Inovação social para trazer a floresta de volta
A restauração é fundamental mas, para alcançar uma mudança transformacional duradoura, é necessário ampliar a visão e tratá-la como um processo integrado dentro de sistemas socioecológicos mais amplos
Por Mariana Oliveira
Atender às necessidades sociais, estabelecer novas relações e formar colaborações são pontos-chave para criar soluções que promovam tanto a recuperação ambiental quanto o fortalecimento das comunidades locais. Tal processo está em curso na Amazônia, expandindo o acesso a recursos e oportunidades e impulsionando mudanças sistêmicas. Cabe aos diferentes setores integrar essas inovações, desenvolvendo abordagens que atendam a diversas necessidades de investimento e que ofereçam benefícios compartilhados.
A promoção de ações e incentivos para restauração de áreas degradadas não é tema novo para a sociedade. Existem relatos da utilização de diferentes abordagens e técnicas sendo utilizadas no Brasil que remontam ao início da colonização no país¹ e que demonstram a intencionalidade por parte do proprietário da terra, da comunidade ou mesmo do governo para que ela aconteça.
Na Amazônia, povos originários já desenvolviam técnicas para conservar e enriquecer a floresta para a produção de espécies alimentícias, aumento da disponibilidade de produtos madeireiros e não madeireiros para sua sobrevivência.
Nesse sentido, é importante reconhecer que as diferentes abordagens, técnicas, modelos e o desenvolvimento dessa agenda de uma forma mais estruturada passam por avanços tecnológicos e, dada sua importância, por uma compreensão das ciências sociais e ecológicas.
O Brasil ocupa um papel de destaque em diversos acordos e compromissos globais das agendas climáticas e de conservação, e com metas de restauração já desenhadas, bem como planos para garantir avanços e assim alcançar os objetivos estabelecidos.² Além disso, o país apresenta, historicamente, sofisticadas políticas de conservação e relativo sucesso na redução das taxas de desmatamento na Amazônia no passado recente.³ Por outro lado, a Amazônia Legal e sua economia atual ainda é deficitária nas transações comerciais e excedente em emissões, com transações altamente intensivas em carbono.4 Evitar a perda de florestas é a prioridade absoluta. Porém ações que busquem ampliar e acelerar a restauração são necessárias. Seja sob a perspectiva das populações locais, como parte do reconheci mento de seus meios de vida e para a melhoria da produtividade das propriedades e geração de renda, seja sob a égide econômica, viabilizando mercado para diferentes cadeias produtivas e valorizando ativos ambientais do país. Ou ainda sob a ótica climática, na qual o país busca neutralidade de suas emissões, além do cumprimento da Lei de Proteção da Vegetação Nativa (LPVN) (Lei 12.651/2012). Ou seja, razões para restaurar não faltam. Mas e as motivações?

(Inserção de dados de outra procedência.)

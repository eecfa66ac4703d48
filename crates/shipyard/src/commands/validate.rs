use crate::progress::ConsoleProgress;
use crate::runtime;
use colored::Colorize;
use shipyard_deploy::steps::ValidateProvider;
use shipyard_deploy::{Pipeline, RunContext};
use std::path::Path;

pub async fn handle(config_path: &Path, branch: Option<&str>, offline: bool) -> anyhow::Result<()> {
    println!("{}", "Validating configuration...".blue());

    let config = match runtime::load_config(config_path, branch) {
        Ok(config) => config,
        Err(e) => {
            eprintln!();
            eprintln!("{}", "✗ Invalid configuration".red().bold());
            eprintln!("  {}", e.to_string().red());
            std::process::exit(1);
        }
    };

    let app = &config.application;
    println!();
    println!("{}", "✓ Configuration is valid".green().bold());
    println!("  application: {}", app.name.cyan());
    for (name, group) in &app.servers {
        let role = if config.master_group() == Some(name.as_str()) {
            " (master)"
        } else {
            ""
        };
        println!(
            "  servers.{}: {} × {} in {}{}",
            name,
            group.count,
            config.server_type_for(group),
            config.location_for(group),
            role
        );
    }
    for (name, svc) in &app.app {
        match svc.hostname() {
            Some(host) => println!("  app.{}: https://{}", name, host),
            None => println!("  app.{}", name),
        }
    }

    if offline {
        return Ok(());
    }

    println!();
    println!("{}", "Checking provider access...".blue());
    let env = runtime::build_env(config, Path::new("."), runtime::cancel_on_ctrl_c()).await?;
    let mut ctx = RunContext::new();
    let outcome = Pipeline::new()
        .step(ValidateProvider)
        .run(&env, &mut ctx, &ConsoleProgress::new())
        .await;

    if let Err(e) = outcome {
        eprintln!();
        eprintln!("{}", "✗ Provider rejected the configuration".red().bold());
        eprintln!("  {}", e.message.red());
        std::process::exit(1);
    }
    println!("{}", format!("✓ {} accepts the configuration", env.provider.name()).green().bold());
    Ok(())
}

Na Amazônia, temos o exemplo do caso do estado do Pará, que instituiu a Política Estadual sobre Mudanças Climáticas (PEMC) (Lei 9048/2020), seguida do Plano Estadual Amazônia Agora (PEAA) e do Plano de Recuperação da Vegetação Nativa (PRVN–PA) para apoiar na mobilização de esforços para implementação da restauração em larga escala.5 Nele, considerando o processo de desenvolvimento, ficou demonstrado que uma das formas de motivar a agenda no estado é também aumentar a participação social na agenda de recuperação da vegetação nativa, garantindo a inclusão social, ampliando esforços de comunicação com foco em agricultores, população urbana, credores, líderes de opinião, tomadores de decisão e Povos Indígenas, Quilombolas e Comunidades Tradicionais (PI T s). Esse é também um espaço para impulsionar a inovação social.
As experiências da Aliança pela Restauração da Amazônia já demonstram que essa mobilização de esforços e a alavancagem de recursos para a restauração é essencial para promover avanços.6 O Brasil tem políticas públicas que obrigam e incentivam a restauração, além de compromissos e metas assumidos nacionalmente. Explorar suas conexões para motivar e sustentar estruturas de governança para implementação são dimensões sociais cruciais.
A restauração é fundamental para a recuperação e sustentação dos sistemas socioecológicos. Porém, para alcançar uma mudança transformacional duradoura é necessário ampliar a visão, tratando a restauração não apenas como projeto isolado, mas também como um processo integrado dentro de sistemas socioecológicos mais amplos.7
E então chegamos no ponto: os atores querem restaurar. preciso restaurar. Recursos (financeiros, humanos, biológicos, entre outros) são necessários. Para que as ações de restauração sejam efetivas, é fundamental garantir a proteção das áreas restauradas contra incêndios e fatores degradantes, além de implementar um monitoramento eficaz que assegure o sucesso das iniciativas. A conexão entre restauração e inovação social se torna essencial para criar soluções que promovam tanto a recuperação ambiental quanto o fortalecimento das comunidades locais.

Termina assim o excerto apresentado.